OAKLAND | Sometime in August, Libby Schaaf found her groove. With less than three months before Election Day, Schaaf’s hardworking, technically advanced campaign had not yet found its voice. Late in the summer, The New York Times had a delivered a blow to Schaaf’s populist rhetoric when it described her as the candidate who “speaks to the city’s wealthy old guard, in leafy Oakland Hills.”

Sure, Schaaf’s “Made in Oakland” tagline was there from the start, but for some voters the real question was, which Oakland? The more affluent hills, or the rugged, overachieving flatlands?

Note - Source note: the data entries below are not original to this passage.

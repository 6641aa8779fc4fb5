//! Typed failures of the notification pipeline.
//!
//! Only [`RunError`] aborts a run. Delivery failures are per filing and
//! extraction problems never surface as errors at all.

use std::time::Duration;

use thiserror::Error;

use crate::dispatch::Channel;

/// Fetch-level failure talking to the disclosure feed.
#[derive(Debug, Error)]
pub enum FeedError {
    #[error("request failed: {0}")]
    Transport(#[from] reqwest::Error),

    #[error("feed returned HTTP {status}: {message}")]
    Status { status: u16, message: String },

    #[error("feed reported status {code}: {message}")]
    Api { code: String, message: String },

    #[error("malformed feed response: {0}")]
    Decode(#[from] serde_json::Error),

    #[error("feed did not answer within {0:?}")]
    Timeout(Duration),
}

/// Outcome of a single delivery attempt against an outbound channel.
#[derive(Debug, Error)]
pub enum SinkError {
    /// Network errors, 5xx and rate limiting. Worth another attempt.
    #[error("transient delivery error: {reason}")]
    Transient {
        reason: String,
        retry_after: Option<Duration>,
    },

    /// The endpoint refused the payload; retrying will not help.
    #[error("delivery rejected: {reason}")]
    Rejected { reason: String },
}

impl SinkError {
    pub fn transient(reason: impl Into<String>) -> Self {
        Self::Transient {
            reason: reason.into(),
            retry_after: None,
        }
    }

    pub fn is_transient(&self) -> bool {
        matches!(self, Self::Transient { .. })
    }
}

/// A payload could not be delivered after the retry policy gave up.
#[derive(Debug, Error)]
#[error("delivery to {channel} channel failed after {attempts} attempt(s): {last_error}")]
pub struct DeliveryFailed {
    pub channel: Channel,
    pub attempts: u32,
    #[source]
    pub last_error: SinkError,
}

/// Failure reading or writing the durable sent-id set.
#[derive(Debug, Error)]
pub enum StoreError {
    #[error("storage backend error: {0}")]
    Backend(#[from] anyhow::Error),

    #[error("store moved from version {expected} to {found} since the set was loaded")]
    Conflict { expected: u64, found: u64 },
}

/// Failures that abort a whole run. Nothing is marked as sent when one occurs.
#[derive(Debug, Error)]
pub enum RunError {
    #[error("filing feed unavailable: {0}")]
    FeedUnavailable(#[from] FeedError),

    #[error("failed to persist sent filing ids: {0}")]
    Persistence(#[from] StoreError),
}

The answer, ultimately, was both.

One August afternoon, following an outdoor luncheon in East Oakland, the infectious beat of the popular line-dancing track, “Cupid Shuffle” blared, “To the right. To the right. To the left.” Schaaf had been schooled on the dance’s intricate moves by her campaign manager Peggy Moore. “She picked it up real quick,” Moore said. Video of the dance showing that Schaaf had, indeed, mastered its moves, was uploaded to social media. Weeks later, the campaign released a campaign commercial with Schaaf interacting with Oakland residents and business owners—standard for most political ads—but with the off-beat ending of the narrator saying, “Because it’s hella time for leadership in Oakland.” It was also around this time that Schaaf began letting her hair down in public appearances and photos.